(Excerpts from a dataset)
++++++++++
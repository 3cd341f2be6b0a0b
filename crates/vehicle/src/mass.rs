//! Volume-driven dry-mass estimate and engine sizing.

use ascent_core::constants::G0;
use ascent_core::design::PlaneDesign;
use ascent_propulsion::{EngineMode, EngineSizing, LowSpeedKind, rocket, turbojet};
use ascent_thermal::ThermalModel;

use crate::plan::Waypoint;

/// Reference area (m²) per V^(2/3).
pub const REFERENCE_AREA_FACTOR: f64 = 2.5;
/// Inlet capture area as a fraction of reference area.
pub const CAPTURE_AREA_FRACTION: f64 = 0.35;

/// Engine families a plan calls for.
#[derive(Debug, Clone, Copy, PartialEq, Eq, Default)]
pub struct EngineFamilies {
    pub low_speed: bool,
    pub ramjet: bool,
    pub scramjet: bool,
    pub rocket: bool,
}

impl EngineFamilies {
    pub const ALL: EngineFamilies = EngineFamilies {
        low_speed: true,
        ramjet: true,
        scramjet: true,
        rocket: true,
    };

    /// Families named by the plan. Any automatic waypoint after the ground start needs all of them.
    pub fn required_by(waypoints: &[Waypoint]) -> Self {
        let mut families = EngineFamilies::default();
        for wp in waypoints.iter().skip(1) {
            match wp.engine_mode {
                EngineMode::Auto => return EngineFamilies::ALL,
                EngineMode::Jet => families.low_speed = true,
                EngineMode::Ramjet => families.ramjet = true,
                EngineMode::Scramjet => families.scramjet = true,
                EngineMode::Rocket => families.rocket = true,
            }
        }
        families
    }

    pub fn needs_inlet(&self) -> bool {
        self.ramjet || self.scramjet
    }
}

/// Component masses making up the dry mass (kg).
#[derive(Debug, Clone, Copy, PartialEq, Default)]
pub struct MassBreakdown {
    pub fixed_kg: f64,
    pub structure_kg: f64,
    pub thermal_protection_kg: f64,
    pub low_speed_engines_kg: f64,
    pub rocket_engines_kg: f64,
    pub inlets_kg: f64,
}

impl MassBreakdown {
    /// Dry mass excluding engines and inlets.
    pub fn airframe_kg(&self) -> f64 {
        self.fixed_kg + self.structure_kg + self.thermal_protection_kg
    }

    pub fn propulsion_kg(&self) -> f64 {
        self.low_speed_engines_kg + self.rocket_engines_kg + self.inlets_kg
    }

    pub fn total_kg(&self) -> f64 {
        self.airframe_kg() + self.propulsion_kg()
    }
}

/// Parametric mass model. `Default` carries the baseline coefficients.
#[derive(Debug, Clone, Copy, PartialEq)]
pub struct MassModel {
    pub fixed_systems_kg: f64,
    pub structure_kg_per_m3: f64,
    pub tps_areal_density_kg_m2: f64,
    /// Wetted area per V^(2/3).
    pub wetted_area_factor: f64,
    pub usable_fuel_fraction: f64,
    pub fuel_bulk_density_kg_m3: f64,
    pub low_speed_kind: LowSpeedKind,
    /// Takeoff thrust as a fraction of gross weight.
    pub low_speed_thrust_to_weight: f64,
    pub low_speed_unit_thrust_n: f64,
    pub low_speed_unit_mass_kg: f64,
    pub rocket_thrust_to_weight: f64,
    pub rocket_engine_mass_kg: f64,
    pub inlet_kg_per_m2: f64,
}

impl Default for MassModel {
    fn default() -> Self {
        Self {
            fixed_systems_kg: 12_000.0,
            structure_kg_per_m3: 30.0,
            tps_areal_density_kg_m2: 4.0,
            wetted_area_factor: 6.0,
            usable_fuel_fraction: 0.65,
            fuel_bulk_density_kg_m3: 220.0,
            low_speed_kind: LowSpeedKind::EjectorRamjet,
            low_speed_thrust_to_weight: 0.7,
            low_speed_unit_thrust_n: 900_000.0,
            low_speed_unit_mass_kg: 2_500.0,
            rocket_thrust_to_weight: 0.6,
            rocket_engine_mass_kg: 3_200.0,
            inlet_kg_per_m2: 120.0,
        }
    }
}

impl MassModel {
    /// Baseline coefficients with afterburning turbojets serving the low-speed regime.
    pub fn with_turbojets() -> Self {
        Self {
            low_speed_kind: LowSpeedKind::Turbojet,
            low_speed_unit_thrust_n: turbojet::SEA_LEVEL_THRUST_N,
            low_speed_unit_mass_kg: 2_000.0,
            ..Self::default()
        }
    }

    pub fn fuel_capacity(&self, volume_m3: f64) -> f64 {
        self.usable_fuel_fraction * self.fuel_bulk_density_kg_m3 * volume_m3.max(0.0)
    }

    pub fn reference_area(volume_m3: f64) -> f64 {
        REFERENCE_AREA_FACTOR * volume_m3.max(0.0).powf(2.0 / 3.0)
    }

    pub fn capture_area(volume_m3: f64) -> f64 {
        CAPTURE_AREA_FRACTION * Self::reference_area(volume_m3)
    }

    pub fn wetted_area(&self, volume_m3: f64) -> f64 {
        self.wetted_area_factor * volume_m3.max(0.0).powf(2.0 / 3.0)
    }

    /// Thermal protection mass. The areal density grows logarithmically with the amount by
    /// which `max_temperature_c` overshoots the design's limit.
    pub fn thermal_protection_mass(
        &self,
        volume_m3: f64,
        design: &PlaneDesign,
        max_temperature_c: f64,
    ) -> f64 {
        let limit = ThermalModel::new().max_temperature(design);
        let excess = (max_temperature_c - limit).max(0.0);
        let penalty = 1.0 + (1.0 + excess / limit).ln();
        self.tps_areal_density_kg_m2 * penalty * self.wetted_area(volume_m3)
    }

    /// Continuous (unrounded) low-speed unit and rocket engine requirements.
    fn engine_requirement(&self, gross_kg: f64) -> (f64, f64) {
        let weight_n = gross_kg * G0;
        (
            self.low_speed_thrust_to_weight * weight_n / self.low_speed_unit_thrust_n,
            self.rocket_thrust_to_weight * weight_n / rocket::VACUUM_THRUST_N,
        )
    }

    pub fn breakdown(
        &self,
        volume_m3: f64,
        waypoints: &[Waypoint],
        design: &PlaneDesign,
        max_temperature_c: f64,
    ) -> MassBreakdown {
        let mut mass = MassBreakdown {
            fixed_kg: self.fixed_systems_kg,
            structure_kg: self.structure_kg_per_m3 * volume_m3.max(0.0),
            thermal_protection_kg: self.thermal_protection_mass(
                volume_m3,
                design,
                max_temperature_c,
            ),
            ..MassBreakdown::default()
        };
        let gross = mass.airframe_kg() + self.fuel_capacity(volume_m3);
        let (low_speed_units, rocket_engines) = self.engine_requirement(gross);
        let families = EngineFamilies::required_by(waypoints);
        if families.low_speed {
            mass.low_speed_engines_kg = low_speed_units * self.low_speed_unit_mass_kg;
        }
        if families.rocket {
            mass.rocket_engines_kg = rocket_engines * self.rocket_engine_mass_kg;
        }
        if families.needs_inlet() {
            mass.inlets_kg = self.inlet_kg_per_m2 * Self::capture_area(volume_m3);
        }
        mass
    }

    /// Dry mass (kg) of a vehicle of the given internal volume flying `waypoints`.
    pub fn dry_mass(
        &self,
        volume_m3: f64,
        waypoints: &[Waypoint],
        design: &PlaneDesign,
        max_temperature_c: f64,
    ) -> f64 {
        self.breakdown(volume_m3, waypoints, design, max_temperature_c)
            .total_kg()
    }

    /// Installed engines. Counts round the continuous requirement up.
    pub fn engine_sizing(
        &self,
        volume_m3: f64,
        waypoints: &[Waypoint],
        design: &PlaneDesign,
        max_temperature_c: f64,
    ) -> EngineSizing {
        let airframe = self
            .breakdown(volume_m3, waypoints, design, max_temperature_c)
            .airframe_kg();
        let (low_speed_units, rocket_engines) =
            self.engine_requirement(airframe + self.fuel_capacity(volume_m3));
        let families = EngineFamilies::required_by(waypoints);
        let capture = Self::capture_area(volume_m3);
        EngineSizing {
            low_speed_kind: self.low_speed_kind,
            low_speed_units: if families.low_speed { ceil_count(low_speed_units) } else { 0 },
            ramjet_capture_area_m2: if families.ramjet { capture } else { 0.0 },
            scramjet_capture_area_m2: if families.scramjet { capture } else { 0.0 },
            rocket_engines: if families.rocket { ceil_count(rocket_engines) } else { 0 },
        }
    }
}

fn ceil_count(requirement: f64) -> u32 {
    if requirement.is_finite() && requirement > 0.0 {
        requirement.ceil() as u32
    } else {
        0
    }
}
++++++++++
# What to produce
Wherever the string "powf" occurs in the records, copy the line it is in.

# Output of the task
        REFERENCE_AREA_FACTOR * volume_m3.max(0.0).powf(2.0 / 3.0)
        self.wetted_area_factor * volume_m3.max(0.0).powf(2.0 / 3.0)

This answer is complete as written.